Isn't the issue with the timer based implementation that
rq->has_blocked_load is never set to 1 ?

Something you changed in your implementation by adding a
rq->has_blocked_load = 1 into nohz_balance_enter_idle().

>
> Hi Peter,
>
> With the patch below on top of your branch, the blocked loads are updated and
> decayed regularly. The main differences are:
> - It doesn't use a timer to trig ilb but the tick and when a cpu becomes idle.
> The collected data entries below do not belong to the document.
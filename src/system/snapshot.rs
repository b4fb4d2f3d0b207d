//! Immutable copy of the filter state published to consumers.

use nalgebra::{DMatrix, Matrix3, UnitQuaternion, Vector2, Vector3};

use crate::filter::feature::TrackStatus;
use crate::filter::layout::*;
use crate::filter::FilterState;
use crate::geometry::{skew, SE3};
use crate::imu::ImuInitState;

/// Counters kept by the estimator.
#[derive(Debug, Clone, Copy, PartialEq, Eq, Default)]
pub struct EstimatorStats {
    pub imu_processed: u64,
    pub images_processed: u64,
    pub poses_processed: u64,
    /// Events older than the state when they reached the estimation thread.
    pub late_events_dropped: u64,
    /// Images that contributed prediction only.
    pub updates_skipped: u64,
    pub anchor_resets: u64,
}

/// One feature slot. Invalid slots are included with `valid = false`.
#[derive(Debug, Clone, PartialEq)]
pub struct FeatureSnapshot {
    pub slot: usize,
    pub id: u64,
    pub valid: bool,
    pub camera: usize,
    pub anchor_epoch: u64,
    /// Unit bearing in the anchor frame.
    pub bearing: Vector3<f64>,
    /// Metric distance from the anchor origin.
    pub distance: f64,
    /// First-order standard deviation of `distance`.
    pub distance_sigma: f64,
    pub position_world: Vector3<f64>,
    pub age: usize,
    pub observed: usize,
    pub status: TrackStatus,
    pub consecutive_failures: usize,
    pub last_pixel: Option<Vector2<f64>>,
}

#[derive(Debug, Clone, PartialEq)]
pub struct FilterSnapshot {
    pub timestamp: f64,
    /// True once the first IMU sample has aligned the filter with gravity.
    pub initialized: bool,
    /// T_WB
    pub world_pose: SE3,
    /// T_AB
    pub robocentric_pose: SE3,
    /// T_WA
    pub anchor_pose: SE3,
    pub anchor_epoch: u64,
    pub velocity_body: Vector3<f64>,
    pub velocity_world: Vector3<f64>,
    pub gyro_bias: Vector3<f64>,
    pub acc_bias: Vector3<f64>,
    /// T_BC per camera.
    pub extrinsics: Vec<SE3>,
    /// T_EW per auxiliary frame.
    pub aux_poses: Vec<SE3>,
    /// Covariance of p_WB.
    pub position_covariance_world: Matrix3<f64>,
    pub features: Vec<FeatureSnapshot>,
    pub stats: EstimatorStats,
}

impl FilterSnapshot {
    pub fn capture(state: &FilterState, stats: EstimatorStats) -> Self {
        let mean = &state.mean;
        let world_pose = mean.world_pose();
        let p = state.covariance();
        let n = state.layout.dim();

        // p_WB = p_WA + R_WA p_AB
        let r_wa = mean.anchor.rotation_matrix();
        let mut j = DMatrix::zeros(3, n);
        j.fixed_view_mut::<3, 3>(0, ANCHOR_POS).copy_from(&Matrix3::identity());
        j.fixed_view_mut::<3, 3>(0, ANCHOR_ATT).copy_from(&(-r_wa * skew(&mean.position)));
        j.fixed_view_mut::<3, 3>(0, POS).copy_from(&r_wa);
        let cov = &j * p * j.transpose();
        let position_covariance_world = Matrix3::from_fn(|r, c| cov[(r, c)]);

        let features = state
            .slots
            .slots()
            .iter()
            .enumerate()
            .map(|(i, slot)| {
                let f = &mean.features[i];
                let s = state.layout.feature(i);
                let distance = state.depth.distance(f.depth);
                let distance_sigma = state.depth.derivative(f.depth).abs() * state.sigma(s + 2);
                FeatureSnapshot {
                    slot: i,
                    id: slot.id,
                    valid: slot.valid,
                    camera: slot.camera,
                    anchor_epoch: slot.anchor_epoch,
                    bearing: f.bearing.vector(),
                    distance,
                    distance_sigma,
                    position_world: mean
                        .anchor
                        .transform_point(&mean.feature_point(i, state.depth)),
                    age: slot.stats.age,
                    observed: slot.stats.observed,
                    status: slot.stats.status,
                    consecutive_failures: slot.stats.consecutive_failures,
                    last_pixel: slot.last_pixel,
                }
            })
            .collect();

        Self {
            timestamp: state.timestamp,
            initialized: state.init == ImuInitState::GravityAligned,
            world_pose,
            robocentric_pose: mean.robocentric_pose(),
            anchor_pose: mean.anchor,
            anchor_epoch: state.anchor_epoch,
            velocity_body: mean.velocity,
            velocity_world: world_pose.rotation * mean.velocity,
            gyro_bias: mean.gyro_bias,
            acc_bias: mean.acc_bias,
            extrinsics: mean.extrinsics.clone(),
            aux_poses: mean.aux_poses.clone(),
            position_covariance_world,
            features,
            stats,
        }
    }

    pub fn valid_features(&self) -> impl Iterator<Item = &FeatureSnapshot> {
        self.features.iter().filter(|f| f.valid)
    }

    pub fn position(&self) -> Vector3<f64> {
        self.world_pose.translation
    }

    pub fn attitude(&self) -> UnitQuaternion<f64> {
        self.world_pose.rotation
    }

    /// True if every published pose, velocity and valid feature is finite.
    pub fn is_finite(&self) -> bool {
        let finite3 = |v: &Vector3<f64>| v.iter().all(|x| x.is_finite());
        self.world_pose.is_finite()
            && self.anchor_pose.is_finite()
            && finite3(&self.velocity_body)
            && finite3(&self.gyro_bias)
            && finite3(&self.acc_bias)
            && self.position_covariance_world.iter().all(|x| x.is_finite())
            && self.valid_features().all(|f| finite3(&f.bearing) && f.distance.is_finite())
    }
}
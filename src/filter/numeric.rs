//! Finite-difference Jacobians on the state manifold.
//!
//! Used by the auxiliary pose update (which has no analytic Jacobian) and
//! by the Jacobian self-test.

use std::ops::Range;

use nalgebra::{DMatrix, DVector};

use super::state::StateMean;

/// Central-difference Jacobian of a vector-valued `f` with respect to the
/// error-state columns listed in `columns`. Columns not listed are zero.
pub fn numeric_jacobian<F>(
    mean: &StateMean,
    columns: &[Range<usize>],
    eps: f64,
    f: F,
) -> DMatrix<f64>
where
    F: Fn(&StateMean) -> DVector<f64>,
{
    let dim = mean.layout().dim();
    let rows = f(mean).len();
    let mut jac = DMatrix::zeros(rows, dim);
    let mut delta = DVector::zeros(dim);
    for range in columns {
        for j in range.clone() {
            delta[j] = eps;
            let plus = f(&mean.boxplus(&delta));
            delta[j] = -eps;
            let minus = f(&mean.boxplus(&delta));
            delta[j] = 0.0;
            jac.set_column(j, &((plus - minus) / (2.0 * eps)));
        }
    }
    jac
}

/// Central-difference Jacobian of a state-to-state map `g`, with outputs
/// compared on the manifold: column j is `(g(x ⊞ εe_j) ⊟ g(x ⊞ -εe_j)) / 2ε`.
pub fn numeric_state_jacobian<G>(mean: &StateMean, eps: f64, g: G) -> DMatrix<f64>
where
    G: Fn(&StateMean) -> StateMean,
{
    let dim = mean.layout().dim();
    let reference = g(mean);
    let mut jac = DMatrix::zeros(dim, dim);
    let mut delta = DVector::zeros(dim);
    for j in 0..dim {
        delta[j] = eps;
        let plus = g(&mean.boxplus(&delta)).boxminus(&reference);
        delta[j] = -eps;
        let minus = g(&mean.boxplus(&delta)).boxminus(&reference);
        delta[j] = 0.0;
        jac.set_column(j, &((plus - minus) / (2.0 * eps)));
    }
    jac
}

/// Largest absolute entry of `a - b`.
pub fn max_abs_difference(a: &DMatrix<f64>, b: &DMatrix<f64>) -> f64 {
    (a - b).amax()
}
> The main drawback of this solution is that the load is blocked when the
> system is fully idle with the advantage of not waking up a fully idle
> system. We have to wait for the next tick or newly idle event for updating
> blocked load when the system leaves idle stat which can be up to a tick long.
> If this is too long, we can check for kicking ilb when task wakes up so the
> blocked load will be updated as soon as the system leaves idle state.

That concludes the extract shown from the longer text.